For me, the solution has always been to eat fewer calories than I expend, i.e., eat less, move more, and avoid empty calories (i.e., fat and sugar) like the plague.  It doesn't take violent exercise, just moving more, walking more, etc., and being aware of the calories I take in -- not OCD about it, just generally aware that an apple for a snack is better than ice cream, etc.  I have a serious weakness for sweets, so I do not keep them in my house.  I very, very seldom use pre-prepared foods because when I look at the labels I'm horrified at how many more calories, fat and sugar are in them than what I can prepare from scratch.  

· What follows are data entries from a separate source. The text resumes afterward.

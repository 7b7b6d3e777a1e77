//! Glimt - key moments and synchronized screenshots
//!
//! A local-first CLI tool that picks the moments of a talk or screencast
//! worth illustrating and captures legible screenshots of them.
//!
//! The name "Glimt" comes from the Norwegian word for "glimpse."
//!
//! # Overview
//!
//! Glimt takes a transcript with time-aligned segments and a video, and:
//! - Detects content breaks and on-screen references in the transcript
//! - Selects a duration-scaled set of key moments with intro and conclusion anchors
//! - Extracts, denoises and enhances the frame at each moment
//! - Captures bursts of frames where the screen changes near a moment
//!
//! # Architecture
//!
//! - `config` - Configuration management and prompt templates
//! - `transcript` - Segments, transcript loading, timestamp utilities
//! - `detection` - Content breaks, visual cues, semantic context windows
//! - `moments` - Key-moment selection and the optional LLM suggester
//! - `video` - Frame access, sampling, change detection, enhancement, screenshot files
//! - `store` - Transcript persistence
//! - `pipeline` - Selection followed by per-moment screenshot capture
//!
//! # Example
//!
//! ```rust,no_run
//! use glimt::config::Settings;
//! use glimt::pipeline::Pipeline;
//! use glimt::transcript::Transcript;
//! use std::path::Path;
//!
//! #[tokio::main]
//! async fn main() -> anyhow::Result<()> {
//!     let settings = Settings::load()?;
//!     let screenshots = settings.screenshots_dir();
//!     let pipeline = Pipeline::new(settings)?;
//!
//!     let transcript = Transcript::load(Path::new("talk.json"))?;
//!     let result = pipeline.process(&transcript, Path::new("talk.mp4"), &screenshots).await?;
//!     println!("Captured {} screenshots", result.screenshots_saved);
//!
//!     Ok(())
//! }
//! ```

pub mod cli;
pub mod config;
pub mod detection;
pub mod error;
pub mod moments;
pub mod openai;
pub mod pipeline;
pub mod store;
pub mod transcript;
pub mod video;

pub use error::{GlimtError, Result};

I have osteoarthritis, which strongly motivates me to keep the weight off, because extra pounds to carry around increase my joint pain, especially in my knees.  Since I was a child my digestive system has always reacted violently and very unpleasantly to too much fat, so this has always made it easy for me to avoid fried or fatty foods and I guess that's one of those blessings in disguise.


----------



## hearlady (Mar 19, 2018)

I know how to lose weight healthily. I just don't have the patience and want fast results.


----------



## ClassicRockr (Mar 19, 2018)

Wife and I know we need to lose some weight. Around 20 pounds would be nice, but actually doing it..........just doesn't seem to work out. We are both Diabetic II, so we do watch what we eat, but that still isn't good enough. Why? Because, there are things that we really, and I do mean REALLY, like. As in burgers, hot dogs, pizza, Bud Light (in the summer when it's hot and humid here), Mexican dinner (with a good stout margarita), potato chips, rib eye steak, good pizza, popcorn and perhaps a few other things that don't go good with losing weight. 

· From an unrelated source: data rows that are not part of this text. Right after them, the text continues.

//! Heuristic content-break detection over transcript segments.

use crate::transcript::Segment;
use regex::Regex;
use serde::{Deserialize, Serialize};
use std::collections::VecDeque;
use std::sync::LazyLock;
use tracing::debug;

/// Phrases that usually open a new section of a talk.
const TRANSITION_PHRASES: &[&str] = &[
    "moving on to",
    "let's move on",
    "let's talk about",
    "let's turn to",
    "let's look at",
    "now let's",
    "the next point",
    "the next thing",
    "next topic",
    "switching gears",
    "another thing",
    "to summarize",
    "in summary",
    "in conclusion",
    "to wrap up",
];

/// Numbers, percentages, currency and metric vocabulary.
static TECHNICAL_TERMS: LazyLock<Regex> = LazyLock::new(|| {
    Regex::new(
        r"(?ix)
        \d+(?:\.\d+)?\s?%
        | \$\s?\d[\d,]*(?:\.\d+)?
        | \b\d+(?:[.,]\d+)*\b
        | \b(?:kpis?|metrics?|revenue|percent(?:age)?|roi|growth|benchmark|throughput|latency|q[1-4])\b
        ",
    )
    .expect("Invalid regex")
});

/// Segments summed into one rolling density value.
const DENSITY_WINDOW: usize = 3;
/// Previous rolling values averaged for the spike baseline.
const DENSITY_HISTORY: usize = 10;
const DENSITY_SPIKE_FACTOR: f64 = 3.0;
const DENSITY_MIN_ABSOLUTE: usize = 3;
const EXCERPT_CHARS: usize = 100;

/// Why a segment was flagged.
#[derive(Debug, Clone, Copy, PartialEq, Eq, Serialize, Deserialize)]
#[serde(rename_all = "snake_case")]
pub enum BreakReason {
    TransitionPhrase,
    TechnicalDensity,
    Pause,
}

impl std::fmt::Display for BreakReason {
    fn fmt(&self, f: &mut std::fmt::Formatter<'_>) -> std::fmt::Result {
        match self {
            BreakReason::TransitionPhrase => write!(f, "transition phrase"),
            BreakReason::TechnicalDensity => write!(f, "technical density"),
            BreakReason::Pause => write!(f, "pause"),
        }
    }
}

/// A detected discontinuity in topic or pace.
#[derive(Debug, Clone, PartialEq, Serialize, Deserialize)]
pub struct ContentBreak {
    pub timestamp: f64,
    pub segment_index: usize,
    pub reason: BreakReason,
    pub excerpt: String,
}

/// Scans segments for transition phrases, density spikes and long pauses.
#[derive(Debug, Clone)]
pub struct BreakDetector {
    min_segments_between: usize,
    pause_threshold: f64,
}

impl Default for BreakDetector {
    fn default() -> Self {
        Self::new(10, 2.0)
    }
}

impl BreakDetector {
    pub fn new(min_segments_between: usize, pause_threshold: f64) -> Self {
        Self {
            min_segments_between,
            pause_threshold,
        }
    }

    /// Detect content breaks, in segment order.
    ///
    /// Returns nothing when there are fewer than `2 * min_segments_between`
    /// segments. A flagged segment suppresses flags on the next
    /// `min_segments_between` segments.
    pub fn detect(&self, segments: &[Segment]) -> Vec<ContentBreak> {
        if segments.is_empty() || segments.len() < 2 * self.min_segments_between {
            debug!(
                "Too few segments ({}) for break detection",
                segments.len()
            );
            return Vec::new();
        }

        let mut breaks = Vec::new();
        let mut suppressed_until: Option<usize> = None;
        let mut counts: VecDeque<usize> = VecDeque::with_capacity(DENSITY_WINDOW);
        let mut history: VecDeque<usize> = VecDeque::with_capacity(DENSITY_HISTORY);

        for (i, segment) in segments.iter().enumerate() {
            // Density bookkeeping runs for every segment, suppressed or not.
            if counts.len() == DENSITY_WINDOW {
                counts.pop_front();
            }
            counts.push_back(technical_term_count(&segment.text));
            let rolling: usize = counts.iter().sum();
            let density_spike = is_spike(rolling, &history);
            if history.len() == DENSITY_HISTORY {
                history.pop_front();
            }
            history.push_back(rolling);

            if suppressed_until.is_some_and(|until| i <= until) {
                continue;
            }

            let lower = segment.text.to_lowercase();
            let reason = if TRANSITION_PHRASES.iter().any(|p| lower.contains(p)) {
                Some(BreakReason::TransitionPhrase)
            } else if density_spike {
                Some(BreakReason::TechnicalDensity)
            } else if i > 0 && segment.start - segments[i - 1].end > self.pause_threshold {
                Some(BreakReason::Pause)
            } else {
                None
            };

            if let Some(reason) = reason {
                debug!("Content break at {:.1}s ({})", segment.start, reason);
                breaks.push(ContentBreak {
                    timestamp: segment.start,
                    segment_index: i,
                    reason,
                    excerpt: segment.text.chars().take(EXCERPT_CHARS).collect(),
                });
                suppressed_until = Some(i + self.min_segments_between);
            }
        }

        breaks
    }
}

fn technical_term_count(text: &str) -> usize {
    TECHNICAL_TERMS.find_iter(text).count()
}

fn is_spike(rolling: usize, history: &VecDeque<usize>) -> bool {
    if history.is_empty() || rolling < DENSITY_MIN_ABSOLUTE {
        return false;
    }
    let mean = history.iter().sum::<usize>() as f64 / history.len() as f64;
    rolling as f64 > DENSITY_SPIKE_FACTOR * mean
}

#[cfg(test)]
mod tests {
    use super::*;

    /// `n` back-to-back segments of plain filler, 5 s each.
    fn filler(n: usize) -> Vec<Segment> {
        (0..n)
            .map(|i| {
                let start = i as f64 * 5.0;
                Segment::new(start, start + 5.0, "and we keep talking about things")
            })
            .collect()
    }

    #[test]
    fn test_too_few_segments_yields_nothing() {
        let mut segments = filler(19);
        segments[5].text = "Moving on to the roadmap".to_string();
        assert!(BreakDetector::default().detect(&segments).is_empty());
    }

    #[test]
    fn test_transition_phrase_is_detected() {
        let mut segments = filler(30);
        segments[12].text = "OK, moving on to the roadmap.".to_string();

        let breaks = BreakDetector::default().detect(&segments);
        assert_eq!(breaks.len(), 1);
        assert_eq!(breaks[0].segment_index, 12);
        assert_eq!(breaks[0].reason, BreakReason::TransitionPhrase);
        assert_eq!(breaks[0].timestamp, 60.0);
    }

    #[test]
    fn test_breaks_are_spaced_by_suppression() {
        let mut segments = filler(40);
        segments[3].text = "let's talk about pricing".to_string();
        segments[8].text = "to summarize the pricing".to_string();
        segments[14].text = "the next point is hiring".to_string();

        let breaks = BreakDetector::default().detect(&segments);
        let indices: Vec<usize> = breaks.iter().map(|b| b.segment_index).collect();
        assert_eq!(indices, vec![3, 14]);
    }

    #[test]
    fn test_density_spike_is_detected() {
        let mut segments = filler(30);
        segments[15].text = "revenue grew 40% to $2,000,000 and the KPI is 12 metrics".to_string();

        let breaks = BreakDetector::default().detect(&segments);
        assert_eq!(breaks.len(), 1);
        assert_eq!(breaks[0].segment_index, 15);
        assert_eq!(breaks[0].reason, BreakReason::TechnicalDensity);
    }

    #[test]
    fn test_pause_is_detected() {
        let mut segments = filler(30);
        for seg in segments.iter_mut().skip(20) {
            seg.start += 10.0;
            seg.end += 10.0;
        }

        let breaks = BreakDetector::default().detect(&segments);
        assert_eq!(breaks.len(), 1);
        assert_eq!(breaks[0].segment_index, 20);
        assert_eq!(breaks[0].reason, BreakReason::Pause);
    }

    #[test]
    fn test_transition_wins_over_pause() {
        let mut segments = filler(30);
        for seg in segments.iter_mut().skip(20) {
            seg.start += 10.0;
            seg.end += 10.0;
        }
        segments[20].text = "In conclusion, thanks".to_string();

        let breaks = BreakDetector::default().detect(&segments);
        assert_eq!(breaks[0].reason, BreakReason::TransitionPhrase);
    }

    #[test]
    fn test_technical_term_count() {
        assert_eq!(technical_term_count("no numbers here"), 0);
        assert_eq!(technical_term_count("up 15% with 3 KPIs"), 3);
    }
}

Being that we currently live, but will be moving from, northeastern Florida, our exercise comes in the spring and summer..........power boating and shooting range. It can be unbelievable how cold it can get in the northern part of Florida during the winter months. 

Anyway, we just keep TRYING to lose "some" weight, but.........


----------



## Lon (Mar 19, 2018)

My issue is that I have lost too much weight due to RA and Lymphoma in the past two years. I am 6 feet four inches and now weigh what I weighed as a skinny high school senior  165 lbs. Two years ago I was 190 lbs.


----------



## ClassicRockr (Mar 19, 2018)

Lon said:


> My issue is that I have lost too much weight due to RA and Lymphoma in the past two years. I am 6 feet four inches and now weigh what I weighed as a skinny high school senior  165 lbs. Two years ago I was 190 lbs.

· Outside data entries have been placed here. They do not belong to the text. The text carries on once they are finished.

impl KeyMomentSelector {
    pub fn new(settings: SelectionSettings) -> Self {
        Self {
            settings,
            suggester: None,
            llm_timeout: DEFAULT_LLM_TIMEOUT,
            max_transcript_chars: 12_000,
        }
    }

    /// Attach an LLM collaborator, bounded by `timeout` per call.
    pub fn with_suggester(mut self, suggester: Arc<dyn MomentSuggester>, timeout: Duration) -> Self {
        self.suggester = Some(suggester);
        self.llm_timeout = timeout;
        self
    }

    pub fn with_max_transcript_chars(mut self, max_chars: usize) -> Self {
        self.max_transcript_chars = max_chars;
        self
    }

    /// Duration used for selection: final segment end, then the video's
    /// duration, then the configured fallback.
    pub fn resolve_duration(&self, transcript: &Transcript, video_duration: Option<f64>) -> f64 {
        transcript
            .duration()
            .or(video_duration)
            .filter(|d| d.is_finite() && *d >= 0.0)
            .unwrap_or(self.settings.fallback_duration_seconds)
    }

    /// Select key moments. Always returns exactly the target count, which is
    /// empty only when the settings allow a count of zero.
    #[instrument(skip(self, transcript), fields(transcript_id = %transcript.id))]
    pub async fn select(&self, transcript: &Transcript, video_duration: Option<f64>) -> Vec<KeyMoment> {
        let duration = self.resolve_duration(transcript, video_duration);
        let count = target_count(&self.settings, duration);
        let segments = &transcript.segments;

        if count == 0 {
            warn!("Moment count is zero, nothing to select");
            return Vec::new();
        }
        if segments.len() < count {
            info!(
                "Transcript has {} segments for {} moments, using even split",
                segments.len(),
                count
            );
            return self.fallback(segments, duration, count);
        }

        let candidates = self.gather_candidates(transcript, duration, count).await;
        info!(
            "Selecting {} moments over {:.0}s from {} candidates",
            count,
            duration,
            candidates.len()
        );

        let slots = choose_slots(&candidates, segments, duration, count, self.settings.min_spacing_seconds);
        build_moments(slots, segments, duration)
    }

    /// Even split over `[5%, 95%]` of the duration. Never fails.
    pub fn fallback(&self, segments: &[Segment], duration: f64, count: usize) -> Vec<KeyMoment> {
        let slots = even_split(INTRO_FRACTION * duration, CONCLUSION_FRACTION * duration, count)
            .into_iter()
            .map(|timestamp| Slot {
                timestamp,
                description: None,
            })
            .collect();
        build_moments(slots, segments, duration)
    }

    async fn gather_candidates(&self, transcript: &Transcript, duration: f64, count: usize) -> Vec<Candidate> {
        let mut candidates = Vec::new();

        if self.settings.use_visual_cues {
            let cues = detect_visual_cues(&transcript.text);
            debug!("Found {} visual cues", cues.len());
            candidates.extend(cues.into_iter().map(|cue| Candidate {
                timestamp: cue.seconds(),
                title: String::new(),
                description: cue.context,
                moment_type: Some("visual".to_string()),
                source: CandidateSource::VisualCue,
            }));
        }

        let detector = BreakDetector::new(
            self.settings.min_segments_between_breaks,
            self.settings.pause_threshold_seconds,
        );
        let breaks = detector.detect(&transcript.segments);
        debug!("Found {} content breaks", breaks.len());
        candidates.extend(breaks.into_iter().map(|b| Candidate {
            timestamp: b.timestamp,
            title: String::new(),
            description: b.excerpt,
            moment_type: Some(b.reason.to_string()),
            source: CandidateSource::ContentBreak,
        }));

        if self.settings.use_llm && candidates.len() < count {
            candidates.extend(self.llm_candidates(transcript, duration, count).await);
        }

        candidates.retain(|c| c.timestamp.is_finite() && c.timestamp >= 0.0 && c.timestamp <= duration);
        candidates.sort_by(|a, b| a.timestamp.total_cmp(&b.timestamp).then(a.source.cmp(&b.source)));
        candidates.dedup_by(|later, earlier| (later.timestamp - earlier.timestamp).abs() < SAME_TIMESTAMP);
        candidates
    }

    /// LLM candidates, or none on error or timeout.
    async fn llm_candidates(&self, transcript: &Transcript, duration: f64, count: usize) -> Vec<Candidate> {
        let Some(suggester) = &self.suggester else {
            return Vec::new();
        };

        let request = SuggestionRequest::new(transcript, count, duration, self.max_transcript_chars);
        match tokio::time::timeout(self.llm_timeout, suggester.suggest(&request)).await {
            Ok(Ok(moments)) => moments.into_iter().map(Candidate::from).collect(),
            Ok(Err(e)) => {
                warn!("LLM suggestions unavailable: {}", e);
                Vec::new()
            }
            Err(_) => {
                warn!("LLM suggestions timed out after {:?}", self.llm_timeout);
                Vec::new()
            }
        }
    }
}

/// `count` evenly spaced points from `first` to `last` inclusive.
fn even_split(first: f64, last: f64, count: usize) -> Vec<f64> {
    match count {
        0 => Vec::new(),
        1 => vec![first],
        _ => {
            let step = (last - first) / (count - 1) as f64;
            (0..count).map(|i| first + step * i as f64).collect()
        }
    }
}

fn fits(chosen: &[Slot], timestamp: f64, spacing: f64) -> bool {
    chosen
        .iter()
        .all(|s| (s.timestamp - timestamp).abs() + SAME_TIMESTAMP >= spacing)
}

/// Anchor, fill and bisect until there are `count` slots.
fn choose_slots(
    candidates: &[Candidate],
    segments: &[Segment],
    duration: f64,
    count: usize,
    min_spacing: f64,
) -> Vec<Slot> {
    let span_start = segments.first().map(|s| s.start).unwrap_or(0.0).min(duration);
    let intro_at = (INTRO_FRACTION * duration).clamp(span_start, duration);
    let conclusion_at = (CONCLUSION_FRACTION * duration).clamp(intro_at, duration);

    if count == 0 {
        return Vec::new();
    }
    if count == 1 {
        return vec![Slot {
            timestamp: intro_at,
            description: candidates.first().map(|c| c.description.clone()),
        }];
    }

    let gaps = (count - 1) as f64;
    let spacing = min_spacing
        .min(SPACING_SHARE * duration / gaps)
        .min(0.5 * (conclusion_at - intro_at) / gaps)
        .max(0.0);

    // Candidates at or beyond an anchor are absorbed into it.
    let has_description = |c: &&Candidate| !c.description.is_empty();
    let intro_description = candidates
        .iter()
        .filter(|c| c.timestamp <= intro_at)
        .find(has_description)
        .map(|c| c.description.clone());
    let conclusion_description = candidates
        .iter()
        .rev()
        .filter(|c| c.timestamp >= conclusion_at)
        .find(has_description)
        .map(|c| c.description.clone());

    let mut chosen = vec![
        Slot {
            timestamp: intro_at,
            description: intro_description,
        },
        Slot {
            timestamp: conclusion_at,
            description: conclusion_description,
        },
    ];

    let interior: Vec<&Candidate> = candidates
        .iter()
        .filter(|c| c.timestamp > intro_at && c.timestamp < conclusion_at)
        .collect();
    let mut used = vec![false; interior.len()];

    // Visual candidates first, ascending.
    for (i, candidate) in interior.iter().enumerate() {
        if chosen.len() >= count {
            break;
        }
        if candidate.is_visual() && fits(&chosen, candidate.timestamp, spacing) {
            chosen.push(Slot {
                timestamp: candidate.timestamp,
                description: Some(candidate.description.clone()),
            });
            used[i] = true;
        }
    }

    // Remaining candidates, sampled evenly across their time order.
    let remaining: Vec<&Candidate> = interior
        .iter()
        .zip(&used)
        .filter(|(_, used)| !**used)
        .map(|(c, _)| *c)
        .collect();
    let needed = count - chosen.len();
    if needed > 0 && !remaining.is_empty() {
        let picks: Vec<&Candidate> = if remaining.len() <= needed {
            remaining.clone()
        } else {
            (0..needed)
                .map(|j| remaining[((j as f64 + 0.5) * remaining.len() as f64 / needed as f64) as usize])
                .collect()
        };
        for candidate in picks {
            if chosen.len() >= count {
                break;
            }
            if fits(&chosen, candidate.timestamp, spacing) {
                chosen.push(Slot {
                    timestamp: candidate.timestamp,
                    description: Some(candidate.description.clone()),
                });
            }
        }
    }

    // Bisect the largest gap; the earliest gap wins ties.
    while chosen.len() < count {
        chosen.sort_by(|a, b| a.timestamp.total_cmp(&b.timestamp));
        let mut widest = 0;
        let mut widest_gap = f64::NEG_INFINITY;
        for (i, pair) in chosen.windows(2).enumerate() {
            let gap = pair[1].timestamp - pair[0].timestamp;
            if gap > widest_gap {
                widest = i;
                widest_gap = gap;
            }
        }
        let midpoint = (chosen[widest].timestamp + chosen[widest + 1].timestamp) / 2.0;
        chosen.push(Slot {
            timestamp: midpoint,
            description: None,
        });
    }

    chosen.sort_by(|a, b| a.timestamp.total_cmp(&b.timestamp));
    chosen
}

Lon, are you ready for this...........when I graduated from high school in 1968, I weighed 98 pounds at 6'1". Yes, you read that right! Before graduation, I had enlisted in the Navy and they ended up keeping me. I was told "it's easier to put weight on a Sailor rather than taking it off of them".


----------



## Camper6 (Mar 19, 2018)

I'm trying to put on weight without success. They called me fatso when I was a kid.

If you are trying to lose weight do not eat anything with fat in it.


----------



## garnet (Mar 24, 2018)

".....challenges or frustrations?" - being ravenous when I come home from work then eating too much because of it and then going straight to bed trying to get barely enough sleep before going back to work...


----------



## Falcon (Mar 24, 2018)

Sorry.  Don't  have  an  "issue"   with it.


----------



## Lara (Mar 24, 2018)

Falcon said:


> Sorry.  Don't  have  an  "issue"   with it.


...shut up, Falcon, ha :tongue:Okay, my issue is anything brown or white...like sugar, chocolate, bread, baked potato, ice-cream, etc


----------



## Falcon (Mar 24, 2018)

Lara,  Hand me a towel.   You're spitting all over me !


----------



## Ken N Tx (Mar 24, 2018)

Camper6 said:


> I'm trying to put on weight without success. They called me fatso when I was a kid.
> 
> If you are trying to lose weight do not eat anything with fat in it.


Like what Falcon once sad " if t tastes good, spit it out!"


----------



## jujube (Mar 24, 2018)

I keep losing the weight; it keeps finding me and climbing back on.


----------



## twinkles (Mar 25, 2018)

1 weigh 123 i dont need to loose any i just need to rearrange  it


----------



## Mizzkitt (Mar 25, 2018)

My issue is that you not only have to eat right you also have to exercise.....a double whammy!


----------